Programming is error-prone. For whimsical reasons, programming errors are called bugs and the process of tracking them down is called debugging.
Three kinds of errors can occur in a program: syntax errors, runtime errors, and semantic errors. It is useful to distinguish between them in order to track them down more quickly.
Python can only execute a program if the syntax is correct; otherwise, the interpreter displays an error message. Syntax refers to the structure of a program and the rules about that structure. For example, parentheses have to come in matching pairs, so (1 + 2) is legal, but 8) is a syntax error.
In English, readers can tolerate most syntax errors, which is why we can read the poetry of e. e. cummings without spewing error messages. Python is not so forgiving. If there is a single syntax error anywhere in your program, Python will display an error message and quit, and you will not be able to run your program. During the first few weeks of your programming career, you will probably spend a lot of time tracking down syntax errors. As you gain experience, you will make fewer errors and find them faster.
The second type of error is a runtime error, so called because the error does not appear until after the program has started running. These errors are also called exceptions because they usually indicate that something exceptional (and bad) has happened.
Runtime errors are rare in the simple programs you will see in the first few chapters, so it might be a while before you encounter one.
The third type of error is the semantic error. If there is a semantic error in your program, it will run successfully in the sense that the computer will not generate any error messages, but it will not do the right thing. It will do something else. Specifically, it will do what you told it to do.
The problem is that the program you wrote is not the program you wanted to write. The meaning of the program (its semantics) is wrong. Identifying semantic errors can be tricky because it requires you to work backward by looking at the output of the program and trying to figure out what it is doing.
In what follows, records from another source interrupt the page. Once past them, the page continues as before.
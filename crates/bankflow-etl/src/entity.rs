//! Banking entities and their column layouts in each tier.

use crate::error::{EtlError, EtlResult};
use serde::{Deserialize, Serialize};
use std::cmp::Ordering;
use std::fmt;
use std::str::FromStr;

#[derive(Debug, Clone, Copy, PartialEq, Eq, Hash, PartialOrd, Ord, Serialize, Deserialize)]
#[serde(rename_all = "lowercase")]
pub enum Entity {
    Branch,
    Customer,
    Loan,
    Transaction,
}

#[derive(Debug, Clone, Copy, PartialEq, Eq)]
pub enum ColumnKind {
    Text,
    Integer,
    Real,
    /// ISO `YYYY-MM-DD` stored as text
    Date,
    Boolean,
}

#[derive(Debug, Clone, Copy, PartialEq, Eq)]
pub struct ColumnSpec {
    pub name: &'static str,
    pub kind: ColumnKind,
}

const fn text(name: &'static str) -> ColumnSpec {
    ColumnSpec { name, kind: ColumnKind::Text }
}

const fn integer(name: &'static str) -> ColumnSpec {
    ColumnSpec { name, kind: ColumnKind::Integer }
}

const fn real(name: &'static str) -> ColumnSpec {
    ColumnSpec { name, kind: ColumnKind::Real }
}

const fn date(name: &'static str) -> ColumnSpec {
    ColumnSpec { name, kind: ColumnKind::Date }
}

const fn boolean(name: &'static str) -> ColumnSpec {
    ColumnSpec { name, kind: ColumnKind::Boolean }
}

const BRANCH_RAW: &[&str] = &["branch_id", "branch_name", "city", "state", "manager_name"];

const CUSTOMER_RAW: &[&str] = &[
    "customer_id",
    "branch_id",
    "first_name",
    "last_name",
    "dob",
    "gender",
    "email",
    "phone",
    "address",
    "account_open_date",
];

const LOAN_RAW: &[&str] = &[
    "loan_id",
    "customer_id",
    "loan_type",
    "loan_amount",
    "interest_rate",
    "start_date",
    "end_date",
    "loan_status",
];

const TRANSACTION_RAW: &[&str] = &[
    "transaction_id",
    "customer_id",
    "transaction_date",
    "transaction_type",
    "amount",
    "balance_after",
    "fraud_flag",
];

const BRANCH_TYPED: &[ColumnSpec] = &[
    text("branch_id"),
    text("branch_name"),
    text("city"),
    text("state"),
    text("manager_name"),
    text("region"),
];

const CUSTOMER_TYPED: &[ColumnSpec] = &[
    text("customer_id"),
    text("branch_id"),
    text("first_name"),
    text("last_name"),
    date("dob"),
    integer("age"),
    text("gender"),
    text("email"),
    text("phone"),
    text("address"),
    date("account_open_date"),
    integer("customer_tenure_days"),
    text("customer_segment"),
    boolean("outlier_flag"),
];

const LOAN_TYPED: &[ColumnSpec] = &[
    text("loan_id"),
    text("customer_id"),
    text("loan_type"),
    real("loan_amount"),
    real("interest_rate"),
    date("start_date"),
    date("end_date"),
    text("loan_status"),
    integer("loan_duration_months"),
    text("risk_category"),
    boolean("outlier_flag"),
];

const TRANSACTION_TYPED: &[ColumnSpec] = &[
    text("transaction_id"),
    text("customer_id"),
    date("transaction_date"),
    text("transaction_type"),
    real("amount"),
    real("balance_after"),
    boolean("fraud_flag"),
    text("transaction_category"),
    boolean("outlier_flag"),
];

impl Entity {
    /// Referential order: parents are extracted, transformed and loaded first.
    pub const ALL: [Entity; 4] = [
        Entity::Branch,
        Entity::Customer,
        Entity::Loan,
        Entity::Transaction,
    ];

    pub fn table_name(self) -> &'static str {
        match self {
            Entity::Branch => "branches",
            Entity::Customer => "customers",
            Entity::Loan => "loans",
            Entity::Transaction => "transactions",
        }
    }

    pub fn key_column(self) -> &'static str {
        match self {
            Entity::Branch => "branch_id",
            Entity::Customer => "customer_id",
            Entity::Loan => "loan_id",
            Entity::Transaction => "transaction_id",
        }
    }

    /// Source CSV columns, as kept in staging. The key column is first.
    pub fn raw_columns(self) -> &'static [&'static str] {
        match self {
            Entity::Branch => BRANCH_RAW,
            Entity::Customer => CUSTOMER_RAW,
            Entity::Loan => LOAN_RAW,
            Entity::Transaction => TRANSACTION_RAW,
        }
    }

    /// Typed columns shared by the transform and production tiers.
    pub fn typed_columns(self) -> &'static [ColumnSpec] {
        match self {
            Entity::Branch => BRANCH_TYPED,
            Entity::Customer => CUSTOMER_TYPED,
            Entity::Loan => LOAN_TYPED,
            Entity::Transaction => TRANSACTION_TYPED,
        }
    }

    pub fn staging_table(self) -> String {
        format!("staging_{}", self.table_name())
    }

    pub fn transform_table(self) -> String {
        format!("transformed_{}", self.table_name())
    }

    pub fn production_table(self) -> &'static str {
        self.table_name()
    }

    /// Match a source file to an entity by table-name prefix,
    /// e.g. `customers_2024_01.csv`.
    pub fn from_file_name(file_name: &str) -> Option<Entity> {
        let lower = file_name.to_ascii_lowercase();
        Entity::ALL
            .into_iter()
            .find(|entity| lower.starts_with(entity.table_name()))
    }

    /// Match a CSV header to the entity with exactly that column set.
    pub fn from_header<S: AsRef<str>>(header: &[S]) -> Option<Entity> {
        Entity::ALL
            .into_iter()
            .find(|entity| same_column_set(entity.raw_columns(), header))
    }
}

pub(crate) fn same_column_set<S: AsRef<str>>(expected: &[&str], actual: &[S]) -> bool {
    expected.len() == actual.len()
        && expected
            .iter()
            .all(|column| actual.iter().any(|a| a.as_ref().trim() == *column))
}

impl FromStr for Entity {
    type Err = EtlError;

    fn from_str(s: &str) -> EtlResult<Self> {
        match s.trim().to_ascii_lowercase().as_str() {
            "branch" | "branches" => Ok(Entity::Branch),
            "customer" | "customers" => Ok(Entity::Customer),
            "loan" | "loans" => Ok(Entity::Loan),
            "transaction" | "transactions" => Ok(Entity::Transaction),
            _ => Err(EtlError::UnknownEntity(s.to_string())),
        }
    }
}

impl fmt::Display for Entity {
    fn fmt(&self, f: &mut fmt::Formatter<'_>) -> fmt::Result {
        f.write_str(self.table_name())
    }
}

/// Ordering for natural keys: by the number formed from their digits, then
/// lexically, so `C2` sorts before `C10`.
pub fn natural_key_cmp(a: &str, b: &str) -> Ordering {
    numeric_part(a)
        .cmp(&numeric_part(b))
        .then_with(|| a.cmp(b))
}

fn numeric_part(key: &str) -> Option<u128> {
    let digits: String = key.chars().filter(char::is_ascii_digit).collect();
    digits.parse().ok()
}

#[cfg(test)]
#[allow(clippy::unwrap_used)]
mod tests {
    use super::*;

    #[test]
    fn test_parse_singular_and_plural() {
        assert_eq!("customer".parse::<Entity>().unwrap(), Entity::Customer);
        assert_eq!("Loans".parse::<Entity>().unwrap(), Entity::Loan);
        assert!(matches!(
            "accounts".parse::<Entity>(),
            Err(EtlError::UnknownEntity(_))
        ));
    }

    #[test]
    fn test_key_column_leads_every_layout() {
        for entity in Entity::ALL {
            assert_eq!(entity.raw_columns()[0], entity.key_column());
            assert_eq!(entity.typed_columns()[0].name, entity.key_column());
            for raw in entity.raw_columns() {
                assert!(
                    entity.typed_columns().iter().any(|c| c.name == *raw),
                    "{entity}.{raw} missing from typed layout"
                );
            }
        }
    }

    #[test]
    fn test_file_name_and_header_matching() {
        assert_eq!(Entity::from_file_name("customers_jan.csv"), Some(Entity::Customer));
        assert_eq!(Entity::from_file_name("Transactions.csv"), Some(Entity::Transaction));
        assert_eq!(Entity::from_file_name("jan.csv"), None);

        let header = ["loan_status", "loan_id", "customer_id", "loan_type", "loan_amount",
            "interest_rate", "start_date", "end_date"];
        assert_eq!(Entity::from_header(&header), Some(Entity::Loan));
        assert_eq!(Entity::from_header(&["loan_id", "customer_id"]), None);
    }

    #[test]
    fn test_natural_key_order() {
        let mut keys = vec!["C10", "C2", "C1", "B7", "X"];
        keys.sort_by(|a, b| natural_key_cmp(a, b));
        assert_eq!(keys, vec!["X", "C1", "C2", "B7", "C10"]);
    }
}
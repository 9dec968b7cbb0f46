//! Bankflow - banking records ETL pipeline

use anyhow::{bail, Context, Result};
use bankflow_common::logging::{init_logging, LogConfig, LogLevel};
use bankflow_etl::config::EtlConfig;
use bankflow_etl::db::TierPools;
use bankflow_etl::entity::Entity;
use bankflow_etl::export::export_transformed;
use bankflow_etl::orchestrator::{
    CycleOrchestrator, Phase, PhaseResult, PipelineSettings, PipelineStores, Scheduler,
};
use bankflow_etl::source::DirectorySource;
use clap::{Parser, Subcommand};
use serde::Serialize;
use std::path::PathBuf;
use std::sync::Arc;
use std::time::Duration;
use tokio::signal;
use tokio_util::sync::CancellationToken;
use tracing::info;

#[derive(Parser, Debug)]
#[command(name = "bankflow")]
#[command(author, version, about = "Banking records ETL pipeline")]
struct Cli {
    #[command(subcommand)]
    command: Command,

    /// Verbose output
    #[arg(short, long, global = true)]
    verbose: bool,
}

#[derive(Subcommand, Debug)]
enum Command {
    /// Ingest new CSV files from the data directory into staging
    Extract {
        /// Directory to read CSV files from
        #[arg(short, long, env = "BANKFLOW_DATA_DIR")]
        data_dir: Option<PathBuf>,
    },

    /// Rebuild the transform tier from staging
    Transform,

    /// Copy new transform rows into production
    Load {
        /// Only load this entity (branch, customer, loan, transaction)
        #[arg(short, long)]
        entity: Option<Entity>,
    },

    /// Run one full extract, transform and load cycle
    Run,

    /// Run cycles on a fixed interval until interrupted
    Schedule {
        /// Seconds between cycle starts
        #[arg(short, long)]
        interval: Option<u64>,
    },

    /// Write the transform tier to CSV files
    Export {
        /// Output directory
        #[arg(short, long)]
        out: Option<PathBuf>,
    },

    /// Show ledger, sync and quarantine status
    Status,
}

#[tokio::main]
async fn main() -> Result<()> {
    let cli = Cli::parse();
    dotenvy::dotenv().ok();

    let log_level = if cli.verbose {
        LogLevel::Debug
    } else {
        LogLevel::Info
    };

    let log_config = LogConfig::builder()
        .level(log_level)
        .log_file_prefix("bankflow")
        .build();

    // Environment variables take precedence
    let log_config = log_config.with_env_overrides()?;

    // Keep the guard alive so file logs are flushed on exit
    let _log_guard = init_logging(&log_config)?;

    let mut config = EtlConfig::from_env().context("Failed to load configuration")?;
    if let Command::Extract {
        data_dir: Some(dir),
    } = &cli.command
    {
        config.data_dir = dir.clone();
    }

    let pools = TierPools::connect(&config.database)
        .await
        .context("Failed to open tier databases")?;

    let shutdown = CancellationToken::new();
    let orchestrator = Arc::new(CycleOrchestrator::new(
        PipelineStores::sqlite(&pools),
        Arc::new(DirectorySource::new(config.data_dir.clone())),
        PipelineSettings::from(&config),
        shutdown.clone(),
    ));

    let outcome = dispatch(cli.command, &config, &orchestrator, shutdown).await;
    pools.close().await;
    outcome
}

async fn dispatch(
    command: Command,
    config: &EtlConfig,
    orchestrator: &Arc<CycleOrchestrator>,
    shutdown: CancellationToken,
) -> Result<()> {
    match command {
        Command::Extract { .. } => {
            info!(data_dir = %config.data_dir.display(), "Extracting");
            finish_phase(orchestrator.run_phase(Phase::Extract).await)
        },
        Command::Transform => {
            info!(as_of = %config.as_of(), "Transforming");
            finish_phase(orchestrator.run_phase(Phase::Transform).await)
        },
        Command::Load { entity } => {
            let result = match entity {
                Some(entity) => orchestrator.run_load_for(entity).await,
                None => orchestrator.run_phase(Phase::Load).await,
            };
            finish_phase(result)
        },
        Command::Run => {
            let summary = orchestrator.run_full_cycle().await;
            print_json(&summary)?;
            if !summary.succeeded() {
                bail!(
                    "Cycle did not complete: {}",
                    summary.abort_reason.as_deref().unwrap_or("skipped")
                );
            }
            Ok(())
        },
        Command::Schedule { interval } => {
            let interval = interval
                .map(Duration::from_secs)
                .unwrap_or_else(|| config.schedule_interval());
            if interval.is_zero() {
                bail!("Schedule interval must be greater than 0 seconds");
            }

            tokio::spawn(shutdown_signal(shutdown));
            let stats = Scheduler::new(orchestrator.clone(), interval).run().await;
            print_json(&stats)
        },
        Command::Export { out } => {
            let dir = out.unwrap_or_else(|| config.export_dir.clone());
            let files = export_transformed(orchestrator.stores().transform.as_ref(), &dir).await?;
            print_json(&files)
        },
        Command::Status => {
            let status = orchestrator.status().await?;
            print_json(&status)
        },
    }
}

fn finish_phase(result: PhaseResult) -> Result<()> {
    print_json(&result)?;
    if result.is_failed() {
        bail!("Phase {} failed", result.phase);
    }
    Ok(())
}

fn print_json<T: Serialize>(value: &T) -> Result<()> {
    println!("{}", serde_json::to_string_pretty(value)?);
    Ok(())
}

/// Cancel `token` on Ctrl+C or SIGTERM. The running phase finishes first.
async fn shutdown_signal(token: CancellationToken) {
    let ctrl_c = async {
        if let Err(e) = signal::ctrl_c().await {
            tracing::error!("Failed to install Ctrl+C handler: {}", e);
        }
    };

    #[cfg(unix)]
    let terminate = async {
        match signal::unix::signal(signal::unix::SignalKind::terminate()) {
            Ok(mut signal) => {
                signal.recv().await;
            },
            Err(e) => {
                tracing::error!("Failed to install SIGTERM handler: {}", e);
                std::future::pending::<()>().await;
            },
        }
    };

    #[cfg(not(unix))]
    let terminate = std::future::pending::<()>();

    tokio::select! {
        _ = ctrl_c => {
            info!("Received Ctrl+C, stopping after the current phase");
        },
        _ = terminate => {
            info!("Received terminate signal, stopping after the current phase");
        },
    }

    token.cancel();
}
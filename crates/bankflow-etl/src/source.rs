//! Source file collaborators.
//!
//! The extractor consumes an ordered, finite list of `(path, bytes)` pairs and
//! never walks the filesystem itself. [`DirectorySource`] is the production
//! implementation; tests hand in [`SourceFile`]s directly.

use crate::error::EtlResult;
use async_trait::async_trait;
use std::path::{Path, PathBuf};
use tracing::{debug, warn};

#[derive(Debug, Clone, PartialEq, Eq)]
pub struct SourceFile {
    pub path: String,
    pub content: Vec<u8>,
}

impl SourceFile {
    pub fn new(path: impl Into<String>, content: impl Into<Vec<u8>>) -> Self {
        Self {
            path: path.into(),
            content: content.into(),
        }
    }

    /// Final path component, used for entity resolution.
    pub fn file_name(&self) -> &str {
        Path::new(&self.path)
            .file_name()
            .and_then(|name| name.to_str())
            .unwrap_or(&self.path)
    }
}

#[async_trait]
pub trait FileSource: Send + Sync {
    /// Files to offer to the current extract run, in processing order.
    async fn list(&self) -> EtlResult<Vec<SourceFile>>;
}

/// All `*.csv` files directly inside a directory, sorted by file name.
#[derive(Debug, Clone)]
pub struct DirectorySource {
    dir: PathBuf,
}

impl DirectorySource {
    pub fn new(dir: impl Into<PathBuf>) -> Self {
        Self { dir: dir.into() }
    }
}

#[async_trait]
impl FileSource for DirectorySource {
    async fn list(&self) -> EtlResult<Vec<SourceFile>> {
        if !tokio::fs::try_exists(&self.dir).await? {
            warn!(dir = %self.dir.display(), "Data directory does not exist, nothing to extract");
            return Ok(Vec::new());
        }

        let mut paths = Vec::new();
        let mut entries = tokio::fs::read_dir(&self.dir).await?;
        while let Some(entry) = entries.next_entry().await? {
            let path = entry.path();
            let is_csv = path
                .extension()
                .is_some_and(|ext| ext.eq_ignore_ascii_case("csv"));
            if is_csv && entry.file_type().await?.is_file() {
                paths.push(path);
            }
        }
        paths.sort();

        let mut files = Vec::with_capacity(paths.len());
        for path in paths {
            let content = tokio::fs::read(&path).await?;
            debug!(path = %path.display(), bytes = content.len(), "Read source file");
            files.push(SourceFile::new(path.to_string_lossy(), content));
        }
        Ok(files)
    }
}

#[cfg(test)]
#[allow(clippy::unwrap_used)]
mod tests {
    use super::*;

    #[tokio::test]
    async fn test_lists_csv_files_in_name_order() {
        let dir = tempfile::tempdir().unwrap();
        std::fs::write(dir.path().join("loans.csv"), "loan_id\n").unwrap();
        std::fs::write(dir.path().join("branches.CSV"), "branch_id\n").unwrap();
        std::fs::write(dir.path().join("notes.txt"), "ignore me").unwrap();
        std::fs::create_dir(dir.path().join("archive.csv")).unwrap();

        let files = DirectorySource::new(dir.path()).list().await.unwrap();
        let names: Vec<&str> = files.iter().map(SourceFile::file_name).collect();
        assert_eq!(names, vec!["branches.CSV", "loans.csv"]);
        assert_eq!(files[1].content, b"loan_id\n");
    }

    #[tokio::test]
    async fn test_missing_directory_is_empty() {
        let dir = tempfile::tempdir().unwrap();
        let files = DirectorySource::new(dir.path().join("absent"))
            .list()
            .await
            .unwrap();
        assert!(files.is_empty());
    }
}
//! Mode selection screen, the entry point of the TUI.

use crossterm::event::{KeyCode, KeyEvent};
use ratatui::{
    Frame,
    layout::{Alignment, Constraint, Direction, Layout},
    style::{Color, Modifier, Style},
    widgets::{Block, Borders, List, ListItem, ListState, Paragraph},
};
use strum::IntoEnumIterator;
use tictactoe::{GameEngine, Mode};
use tracing::{debug, info, instrument};

use crate::tui::screen::{Screen, ScreenTransition};

/// State for the mode selection screen.
#[derive(Debug)]
pub struct ModeSelectScreen {
    list_state: ListState,
}

impl ModeSelectScreen {
    /// Creates a new mode selection screen with the first mode highlighted.
    pub fn new() -> Self {
        debug!("Initializing ModeSelectScreen");
        let mut state = ListState::default();
        state.select(Some(0));
        Self { list_state: state }
    }

    /// Moves selection up.
    fn select_previous(&mut self) {
        let count = Mode::iter().count();
        let i = match self.list_state.selected() {
            Some(i) if i > 0 => i - 1,
            _ => count - 1,
        };
        self.list_state.select(Some(i));
    }

    /// Moves selection down.
    fn select_next(&mut self) {
        let count = Mode::iter().count();
        let i = match self.list_state.selected() {
            Some(i) => (i + 1) % count,
            None => 0,
        };
        self.list_state.select(Some(i));
    }

    /// Returns the currently selected mode.
    fn selected_mode(&self) -> Mode {
        let idx = self.list_state.selected().unwrap_or(0);
        Mode::iter().nth(idx).unwrap_or(Mode::PlayerVsPlayer)
    }
}

impl Default for ModeSelectScreen {
    fn default() -> Self {
        Self::new()
    }
}

impl Screen for ModeSelectScreen {
    #[instrument(skip(self, frame, _engine))]
    fn render(&mut self, frame: &mut Frame, _engine: &GameEngine) {
        let area = frame.area();
        let chunks = Layout::default()
            .direction(Direction::Vertical)
            .constraints([
                Constraint::Length(3),
                Constraint::Min(4),
                Constraint::Length(3),
            ])
            .split(area);

        let title = Paragraph::new("Tic-Tac-Toe")
            .style(
                Style::default()
                    .fg(Color::Cyan)
                    .add_modifier(Modifier::BOLD),
            )
            .alignment(Alignment::Center)
            .block(Block::default().borders(Borders::ALL));
        frame.render_widget(title, chunks[0]);

        let items: Vec<ListItem> = Mode::iter()
            .map(|mode| ListItem::new(mode.to_string()))
            .collect();

        let menu = List::new(items)
            .block(Block::default().borders(Borders::ALL).title("Select mode"))
            .highlight_style(
                Style::default()
                    .fg(Color::Yellow)
                    .add_modifier(Modifier::BOLD),
            )
            .highlight_symbol("> ");

        frame.render_stateful_widget(menu, chunks[1], &mut self.list_state);

        let help = Paragraph::new("↑↓: Navigate | Enter: Select | q: Quit")
            .style(Style::default().fg(Color::DarkGray))
            .alignment(Alignment::Center)
            .block(Block::default().borders(Borders::ALL));
        frame.render_widget(help, chunks[2]);
    }

    #[instrument(skip(self, key, _engine))]
    fn handle_key(&mut self, key: KeyEvent, _engine: &mut GameEngine) -> ScreenTransition {
        match key.code {
            KeyCode::Up => {
                self.select_previous();
                ScreenTransition::Stay
            }
            KeyCode::Down => {
                self.select_next();
                ScreenTransition::Stay
            }
            KeyCode::Enter => {
                let mode = self.selected_mode();
                info!(%mode, "Mode selected");
                ScreenTransition::StartGame(mode)
            }
            KeyCode::Char('q') | KeyCode::Char('Q') => ScreenTransition::Quit,
            _ => ScreenTransition::Stay,
        }
    }
}

#[cfg(test)]
mod tests {
    use super::*;
    use crossterm::event::KeyModifiers;

    fn key(code: KeyCode) -> KeyEvent {
        KeyEvent::new(code, KeyModifiers::NONE)
    }

    #[test]
    fn test_enter_starts_selected_mode() {
        let mut engine = GameEngine::new(Mode::PlayerVsPlayer);
        let mut screen = ModeSelectScreen::new();

        assert_eq!(
            screen.handle_key(key(KeyCode::Enter), &mut engine),
            ScreenTransition::StartGame(Mode::PlayerVsPlayer)
        );

        screen.handle_key(key(KeyCode::Down), &mut engine);
        assert_eq!(
            screen.handle_key(key(KeyCode::Enter), &mut engine),
            ScreenTransition::StartGame(Mode::PlayerVsComputer)
        );
    }

    #[test]
    fn test_selection_wraps_around() {
        let mut engine = GameEngine::new(Mode::PlayerVsPlayer);
        let mut screen = ModeSelectScreen::new();

        screen.handle_key(key(KeyCode::Up), &mut engine);
        assert_eq!(screen.selected_mode(), Mode::PlayerVsComputer);

        screen.handle_key(key(KeyCode::Down), &mut engine);
        assert_eq!(screen.selected_mode(), Mode::PlayerVsPlayer);
    }

    #[test]
    fn test_q_quits() {
        let mut engine = GameEngine::new(Mode::PlayerVsPlayer);
        let mut screen = ModeSelectScreen::new();

        assert_eq!(
            screen.handle_key(key(KeyCode::Char('q')), &mut engine),
            ScreenTransition::Quit
        );
    }
}
//! Draw detection logic for tic-tac-toe.

use super::super::Board;
use super::win::check_winner;
use tracing::instrument;

/// Checks if the board is completely full.
#[instrument]
pub fn is_full(board: &Board) -> bool {
    board.is_full()
}

/// Checks if the game is a draw.
///
/// A draw occurs when the board is full and no player has won.
#[instrument]
pub fn is_draw(board: &Board) -> bool {
    is_full(board) && check_winner(board).is_none()
}
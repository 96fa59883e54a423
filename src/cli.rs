//! Command-line interface for the tic-tac-toe TUI.

use clap::{Parser, ValueEnum};
use tictactoe::Mode;

/// Tic-Tac-Toe - terminal game with an optional computer opponent
#[derive(Parser, Debug)]
#[command(name = "tictactoe")]
#[command(about = "Play tic-tac-toe in the terminal", long_about = None)]
#[command(version)]
pub struct Cli {
    /// Game mode to start in (skips the mode selection screen)
    #[arg(short, long, value_enum)]
    pub mode: Option<ModeArg>,

    /// Write logs to this file instead of stderr
    #[arg(long)]
    pub log_file: Option<std::path::PathBuf>,
}

/// Game mode as a command-line value.
#[derive(Debug, Clone, Copy, PartialEq, Eq, ValueEnum)]
pub enum ModeArg {
    /// Two humans sharing the keyboard
    Pvp,
    /// Play against the computer
    Pvc,
}

impl From<ModeArg> for Mode {
    fn from(arg: ModeArg) -> Self {
        match arg {
            ModeArg::Pvp => Mode::PlayerVsPlayer,
            ModeArg::Pvc => Mode::PlayerVsComputer,
        }
    }
}
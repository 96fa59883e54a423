//! Named board positions for tic-tac-toe moves.

use super::types::Board;
use serde::{Deserialize, Serialize};
use tracing::instrument;

/// A position on the tic-tac-toe board (cells 0-8, row-major).
///
/// Every value is a valid cell, so code that accepts a `Position` needs
/// no bounds checking: out-of-range indices are rejected at the edges by
/// [`Position::from_index`].
#[derive(Debug, Clone, Copy, PartialEq, Eq, Hash, Serialize, Deserialize)]
pub enum Position {
    /// Top-left (cell 0)
    TopLeft,
    /// Top-center (cell 1)
    TopCenter,
    /// Top-right (cell 2)
    TopRight,
    /// Middle-left (cell 3)
    MiddleLeft,
    /// Center (cell 4)
    Center,
    /// Middle-right (cell 5)
    MiddleRight,
    /// Bottom-left (cell 6)
    BottomLeft,
    /// Bottom-center (cell 7)
    BottomCenter,
    /// Bottom-right (cell 8)
    BottomRight,
}

impl Position {
    /// All 9 positions in board order.
    pub const ALL: [Position; 9] = [
        Position::TopLeft,
        Position::TopCenter,
        Position::TopRight,
        Position::MiddleLeft,
        Position::Center,
        Position::MiddleRight,
        Position::BottomLeft,
        Position::BottomCenter,
        Position::BottomRight,
    ];

    /// Get label for this position (for display).
    pub fn label(self) -> &'static str {
        match self {
            Position::TopLeft => "top-left",
            Position::TopCenter => "top-center",
            Position::TopRight => "top-right",
            Position::MiddleLeft => "middle-left",
            Position::Center => "center",
            Position::MiddleRight => "middle-right",
            Position::BottomLeft => "bottom-left",
            Position::BottomCenter => "bottom-center",
            Position::BottomRight => "bottom-right",
        }
    }

    /// Converts position to board index (0-8).
    pub fn to_index(self) -> usize {
        match self {
            Position::TopLeft => 0,
            Position::TopCenter => 1,
            Position::TopRight => 2,
            Position::MiddleLeft => 3,
            Position::Center => 4,
            Position::MiddleRight => 5,
            Position::BottomLeft => 6,
            Position::BottomCenter => 7,
            Position::BottomRight => 8,
        }
    }

    /// Creates a position from a board index.
    pub fn from_index(index: usize) -> Option<Self> {
        Self::ALL.get(index).copied()
    }

    /// Filters positions by board state, returning only empty squares
    /// in board order.
    #[instrument(skip(board))]
    pub fn valid_moves(board: &Board) -> Vec<Position> {
        Self::ALL
            .iter()
            .copied()
            .filter(|pos| board.is_empty(*pos))
            .collect()
    }
}

impl std::fmt::Display for Position {
    fn fmt(&self, f: &mut std::fmt::Formatter<'_>) -> std::fmt::Result {
        write!(f, "{}", self.label())
    }
}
One of the most important skills you will acquire is debugging. Although it can be frustrating, debugging is one of the most intellectually rich, challenging, and interesting parts of programming.
In some ways, debugging is like detective work. You are confronted with clues, and you have to infer the processes and events that led to the results you see.
Debugging is also like an experimental science. Once you have an idea about what is going wrong, you modify your program and try again. If your hypothesis was correct, then you can predict the result of the modification, and you take a step closer to a working program. If your hypothesis was wrong, you have to come up with a new one. As Sherlock Holmes pointed out, “When you have eliminated the impossible, whatever remains, however improbable, must be the truth.” (A. Conan Doyle, The Sign of Four)
For some people, programming and debugging are the same thing. That is, programming is the process of gradually debugging a program until it does what you want. The idea is that you should start with a program that does something and make small modifications, debugging them as you go, so that you always have a working program.
For example, Linux is an operating system that contains thousands of lines of code, but it started out as a simple program Linus Torvalds used to explore the Intel 80386 chip. According to Larry Greenfield, “One of Linus’s earlier projects was a program that would switch between printing AAAA and BBBB. This later evolved to Linux.” (The Linux Users’ Guide Beta Version 1).
Later chapters will make more suggestions about debugging and other programming practices.